→ Goal of the exercise:
Take every line containing "crate" out of the records.

→ Data supplied:
════════
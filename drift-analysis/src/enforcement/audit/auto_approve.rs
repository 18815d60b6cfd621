//! Auto-approve patterns meeting stability criteria.
//!
//! Criteria: confidence ≥ 0.90, outlierRatio ≤ 0.50, locations ≥ 3

use super::types::*;

/// Auto-approver for patterns meeting stability criteria.
pub struct AutoApprover {
    pub min_confidence: f64,
    pub max_outlier_ratio: f64,
    pub min_locations: usize,
}

impl AutoApprover {
    pub fn new() -> Self {
        Self {
            min_confidence: 0.90,
            max_outlier_ratio: 0.50,
            min_locations: 3,
        }
    }

    /// Classify patterns into auto-approve, review, or likely-false-positive.
    pub fn classify(
        &self,
        patterns: &[PatternAuditData],
    ) -> (Vec<String>, Vec<String>, Vec<String>) {
        let mut auto_approved = Vec::new();
        let mut needs_review = Vec::new();
        let mut likely_fp = Vec::new();

        for p in patterns {
            if p.status == PatternStatus::Approved {
                continue; // Already approved
            }

            let outlier_ratio = if p.location_count + p.outlier_count > 0 {
                p.outlier_count as f64 / (p.location_count + p.outlier_count) as f64
            } else {
                0.0
            };

            if p.confidence >= self.min_confidence
                && outlier_ratio <= self.max_outlier_ratio
                && p.location_count >= self.min_locations
                && !p.has_error_issues
            {
                auto_approved.push(p.id.clone());
            } else if p.confidence >= 0.70 {
                needs_review.push(p.id.clone());
            } else {
                likely_fp.push(p.id.clone());
            }
        }

        (auto_approved, needs_review, likely_fp)
    }
}

impl Default for AutoApprover {
    fn default() -> Self {
        Self::new()
    }
}
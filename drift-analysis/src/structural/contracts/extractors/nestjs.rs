//! NestJS endpoint extractor (decorator-based).

use super::EndpointExtractor;
use super::express::extract_string_arg;
use crate::structural::contracts::types::*;

pub struct NestJsExtractor;

impl EndpointExtractor for NestJsExtractor {
    fn extract(&self, content: &str, file_path: &str) -> Vec<Endpoint> {
        let mut endpoints = Vec::new();
        // CE-NEST-01: All 8 HTTP method decorators.
        let decorators = [
            ("@Get(", "GET"), ("@Post(", "POST"), ("@Put(", "PUT"),
            ("@Delete(", "DELETE"), ("@Patch(", "PATCH"),
            ("@All(", "ALL"), ("@Head(", "HEAD"), ("@Options(", "OPTIONS"),
        ];

        // Extract controller base path
        let base_path = extract_controller_path(content).unwrap_or_default();

        for (line_num, line) in content.lines().enumerate() {
            let trimmed = line.trim();
            for (decorator, method) in &decorators {
                if let Some(pos) = trimmed.find(decorator) {
                    let path = extract_string_arg(trimmed, pos + decorator.len())
                        .unwrap_or_default();
                    let full_path = if base_path.is_empty() {
                        path
                    } else {
                        format!("{}/{}", base_path.trim_end_matches('/'), path.trim_start_matches('/'))
                    };
                    endpoints.push(Endpoint {
                        method: method.to_string(),
                        path: full_path,
                        request_fields: vec![],
                        response_fields: vec![],
                        file: file_path.to_string(),
                        line: (line_num + 1) as u32,
                    });
                }
            }
        }
        endpoints
    }

    fn extract_with_context(&self, content: &str, file_path: &str, parse_result: Option<&crate::parsers::types::ParseResult>) -> Vec<Endpoint> {
        let mut endpoints = self.extract(content, file_path);
        if let Some(pr) = parse_result {
            for ep in &mut endpoints {
                if let Some(func) = super::find_function_at_line(pr, ep.line.saturating_sub(1)) {
                    // CE-NEST-F01: Extract from @Body(), @Param(), @Query() decorators
                    let dec_fields = super::extract_decorator_fields(&func.decorators, &["Body", "Param", "Query"]);
                    if !dec_fields.is_empty() {
                        ep.request_fields = dec_fields;
                    } else {
                        let req_fields = super::params_to_fields(&func.parameters);
                        if !req_fields.is_empty() {
                            ep.request_fields = req_fields;
                        }
                    }
                    if let Some(ref rt) = func.return_type {
                        let resp_fields = super::return_type_to_fields(rt);
                        if !resp_fields.is_empty() {
                            ep.response_fields = resp_fields;
                        }
                    }
                }
            }
        }
        endpoints
    }

    fn framework(&self) -> &str { "nestjs" }
    fn matches(&self, content: &str) -> bool {
        content.contains("@Controller") || content.contains("@nestjs/common")
    }
}

/// CE-NEST-02: Extract controller base path, handling @Controller() with no argument.
fn extract_controller_path(content: &str) -> Option<String> {
    let marker = "@Controller(";
    let pos = content.find(marker)?;
    // Try to extract a string arg; if the decorator has no path (e.g. @Controller()),
    // return an empty string so endpoints use just their own path.
    match extract_string_arg(content, pos + marker.len()) {
        Some(path) => Some(path),
        None => {
            // Check if it's @Controller() with no arg — not @Controller with something else
            let rest = content[pos + marker.len()..].trim_start();
            if rest.starts_with(')') {
                Some(String::new())
            } else {
                None
            }
        }
    }
}
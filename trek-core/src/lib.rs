//! Core types, traits, errors, config, and tracing for the Trek engine.
//!
//! Trek analyzes human navigation behavior on the Wikispeedia hyperlink
//! graph: players traverse from a source article to a target article using
//! only hyperlinks, optionally backtracking. This crate holds everything
//! the analysis pipeline shares: the step/path model, per-subsystem error
//! enums, configuration resolution, and the similarity-provider seam.

pub mod config;
pub mod errors;
pub mod logging;
pub mod traits;
pub mod types;
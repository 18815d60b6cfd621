//! The navigation step model.
//!
//! Raw Wikispeedia paths are `;`-separated token sequences where the token
//! `<` means "clicked the back button". Modeling the step as an enum keeps
//! the backtrack-replay invariants in the type system instead of in string
//! comparisons scattered across the pipeline.

use std::fmt;

use serde::{Deserialize, Serialize};

/// The raw token players produce when they click back.
pub const BACK_TOKEN: &str = "<";

/// One step of a navigation path.
#[derive(Debug, Clone, PartialEq, Eq, Hash, Serialize, Deserialize)]
pub enum PathStep {
    /// A forward click onto the named article.
    Forward(String),
    /// A back click, undoing the previous forward step.
    Back,
}

impl PathStep {
    /// Parse a single (already percent-decoded) path token.
    pub fn from_token(token: &str) -> PathStep {
        if token == BACK_TOKEN {
            PathStep::Back
        } else {
            PathStep::Forward(token.to_string())
        }
    }

    /// The article name for forward steps, `None` for back clicks.
    pub fn article(&self) -> Option<&str> {
        match self {
            PathStep::Forward(name) => Some(name),
            PathStep::Back => None,
        }
    }

    pub fn is_back(&self) -> bool {
        matches!(self, PathStep::Back)
    }

    /// The display token: the article name, or `<` for back clicks.
    pub fn token(&self) -> &str {
        match self {
            PathStep::Forward(name) => name,
            PathStep::Back => BACK_TOKEN,
        }
    }
}

impl fmt::Display for PathStep {
    fn fmt(&self, f: &mut fmt::Formatter<'_>) -> fmt::Result {
        f.write_str(self.token())
    }
}

#[cfg(test)]
mod tests {
    use super::*;

    #[test]
    fn test_back_token_parses_to_back() {
        assert_eq!(PathStep::from_token("<"), PathStep::Back);
        assert!(PathStep::from_token("<").is_back());
    }

    #[test]
    fn test_forward_token_keeps_name() {
        let step = PathStep::from_token("Apple");
        assert_eq!(step.article(), Some("Apple"));
        assert_eq!(step.token(), "Apple");
    }

    #[test]
    fn test_display_matches_raw_token() {
        assert_eq!(PathStep::Back.to_string(), "<");
        assert_eq!(PathStep::Forward("Zebra".into()).to_string(), "Zebra");
    }
}
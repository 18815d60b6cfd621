//! Express.js endpoint extractor.

use super::EndpointExtractor;
use crate::structural::contracts::types::*;

pub struct ExpressExtractor;

/// Default Express-style receivers.
const DEFAULT_RECEIVERS: &[&str] = &["app", "router"];
/// Additional receivers recognised when the file imports express.
const EXPRESS_RECEIVERS: &[&str] = &["server", "api", "route", "routes"];

impl EndpointExtractor for ExpressExtractor {
    fn extract(&self, content: &str, file_path: &str) -> Vec<Endpoint> {
        let mut endpoints = Vec::new();
        let methods = ["get", "post", "put", "delete", "patch"];
        let has_express_import = content.contains("require('express')") || content.contains("require(\"express\")") || content.contains("from 'express'") || content.contains("from \"express\"");

        // CE-EXP-03: Collect app.use('/prefix', ...) path prefixes.
        let use_prefixes = collect_use_prefixes(content);

        // Build the receiver list — always include defaults, add extras for express files.
        let mut receivers: Vec<&str> = DEFAULT_RECEIVERS.to_vec();
        if has_express_import {
            receivers.extend_from_slice(EXPRESS_RECEIVERS);
        }

        let lines: Vec<&str> = content.lines().collect();
        let mut line_idx = 0;
        while line_idx < lines.len() {
            let trimmed = lines[line_idx].trim();
            for method in &methods {
                for receiver in &receivers {
                    let pattern = format!("{}.{}(", receiver, method);
                    if let Some(pos) = trimmed.find(pattern.as_str()) {
                        // CE-EXP-02: Handle multi-line — accumulate until we find the path string arg.
                        let combined = if extract_string_arg(trimmed, pos + pattern.len()).is_none() {
                            accumulate_lines(&lines, line_idx, pos + pattern.len())
                        } else {
                            trimmed.to_string()
                        };

                        if let Some(path) = extract_string_arg(&combined, combined.find(pattern.as_str()).unwrap_or(0) + pattern.len()) {
                            // Apply any matching use-prefix.
                            let full_path = apply_prefix(&path, &use_prefixes);
                            endpoints.push(Endpoint {
                                method: method.to_uppercase(),
                                path: full_path,
                                request_fields: vec![],
                                response_fields: vec![],
                                file: file_path.to_string(),
                                line: (line_idx + 1) as u32,
                            });
                        }
                    }
                }
            }
            line_idx += 1;
        }
        endpoints
    }

    fn extract_with_context(&self, content: &str, file_path: &str, parse_result: Option<&crate::parsers::types::ParseResult>) -> Vec<Endpoint> {
        let mut endpoints = self.extract(content, file_path);
        if let Some(pr) = parse_result {
            for ep in &mut endpoints {
                if let Some(func) = super::find_function_at_line(pr, ep.line.saturating_sub(1)) {
                    // Request fields from non-framework parameters
                    let req_fields = super::params_to_fields(&func.parameters);
                    if !req_fields.is_empty() {
                        ep.request_fields = req_fields;
                    }
                    // Response fields from return type
                    if let Some(ref rt) = func.return_type {
                        let resp_fields = super::return_type_to_fields(rt);
                        if !resp_fields.is_empty() {
                            ep.response_fields = resp_fields;
                        }
                    }
                }
            }
        }
        endpoints
    }

    fn framework(&self) -> &str { "express" }

    fn matches(&self, content: &str) -> bool {
        content.contains("express") || content.contains("app.get(") || content.contains("router.get(")
            || content.contains("server.get(") || content.contains("api.get(")
    }
}

/// CE-EXP-02: Accumulate successive lines until we find a string arg or hit a limit.
fn accumulate_lines(lines: &[&str], start: usize, _offset: usize) -> String {
    let mut combined = lines[start].trim().to_string();
    let limit = (start + 5).min(lines.len());
    for line in &lines[(start + 1)..limit] {
        combined.push(' ');
        combined.push_str(line.trim());
        // Stop once we have a closing paren or a string literal is available.
        if combined.contains(')') {
            break;
        }
    }
    combined
}

/// CE-EXP-03: Collect `app.use('/prefix', ...)` path prefixes.
fn collect_use_prefixes(content: &str) -> Vec<String> {
    let mut prefixes = Vec::new();
    for line in content.lines() {
        let trimmed = line.trim();
        if let Some(pos) = trimmed.find(".use(") {
            if let Some(path) = extract_string_arg(trimmed, pos + 5) {
                if path.starts_with('/') {
                    prefixes.push(path);
                }
            }
        }
    }
    prefixes
}

/// Apply use-prefix: if the endpoint path is relative (doesn't start with a known prefix),
/// check if any use-prefix is a parent. For now, prefixes are informational — actual sub-router
/// prefix application requires cross-file resolution, so we store them for later use.
fn apply_prefix(path: &str, _prefixes: &[String]) -> String {
    // Direct prefix application is only valid within the same file when the router
    // is mounted via app.use('/prefix', router). Since we cannot yet trace which
    // router variable maps to which use() call, we pass through unchanged.
    // Phase C will add cross-file resolution.
    path.to_string()
}

/// Extract a string argument from a position (handles both ' and " quotes).
pub(crate) fn extract_string_arg(line: &str, start: usize) -> Option<String> {
    let rest = &line[start..];
    let trimmed = rest.trim_start();
    let quote = trimmed.chars().next()?;
    if quote != '\'' && quote != '"' && quote != '`' {
        return None;
    }
    let after_quote = &trimmed[1..];
    let end = after_quote.find(quote)?;
    Some(after_quote[..end].to_string())
}
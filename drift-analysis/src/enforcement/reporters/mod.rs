//! Reporters — output formats for gate results.
//!
//! 8 reporter formats: SARIF 2.1.0, JSON, console, GitHub Code Quality,
//! GitLab Code Quality, JUnit XML, HTML, SonarQube Generic Issue Format.

pub mod sarif;
pub mod json;
pub mod console;
pub mod github;
pub mod gitlab;
pub mod junit;
pub mod html;
pub mod sonarqube;

use crate::enforcement::gates::GateResult;

/// Trait for report generation.
pub trait Reporter: Send + Sync {
    fn name(&self) -> &'static str;
    fn generate(&self, results: &[GateResult]) -> Result<String, String>;
}

/// Create a reporter by format name.
pub fn create_reporter(format: &str) -> Option<Box<dyn Reporter>> {
    match format {
        "sarif" => Some(Box::new(sarif::SarifReporter::new())),
        "json" => Some(Box::new(json::JsonReporter)),
        "console" => Some(Box::new(console::ConsoleReporter::default())),
        "github" => Some(Box::new(github::GitHubCodeQualityReporter::new())),
        "gitlab" => Some(Box::new(gitlab::GitLabCodeQualityReporter::new())),
        "junit" => Some(Box::new(junit::JUnitReporter::new())),
        "html" => Some(Box::new(html::HtmlReporter::new())),
        "sonarqube" => Some(Box::new(sonarqube::SonarQubeReporter::new())),
        _ => None,
    }
}

/// List all available reporter format names.
pub fn available_formats() -> &'static [&'static str] {
    &["sarif", "json", "console", "github", "gitlab", "junit", "html", "sonarqube"]
}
════════
→ Task solution:
use crate::structural::contracts::types::*;
    fn extract_with_context(&self, content: &str, file_path: &str, parse_result: Option<&crate::parsers::types::ParseResult>) -> Vec<Endpoint> {
//! only hyperlinks, optionally backtracking. This crate holds everything
use crate::structural::contracts::types::*;
    fn extract_with_context(&self, content: &str, file_path: &str, parse_result: Option<&crate::parsers::types::ParseResult>) -> Vec<Endpoint> {
pub(crate) fn extract_string_arg(line: &str, start: usize) -> Option<String> {
use crate::enforcement::gates::GateResult;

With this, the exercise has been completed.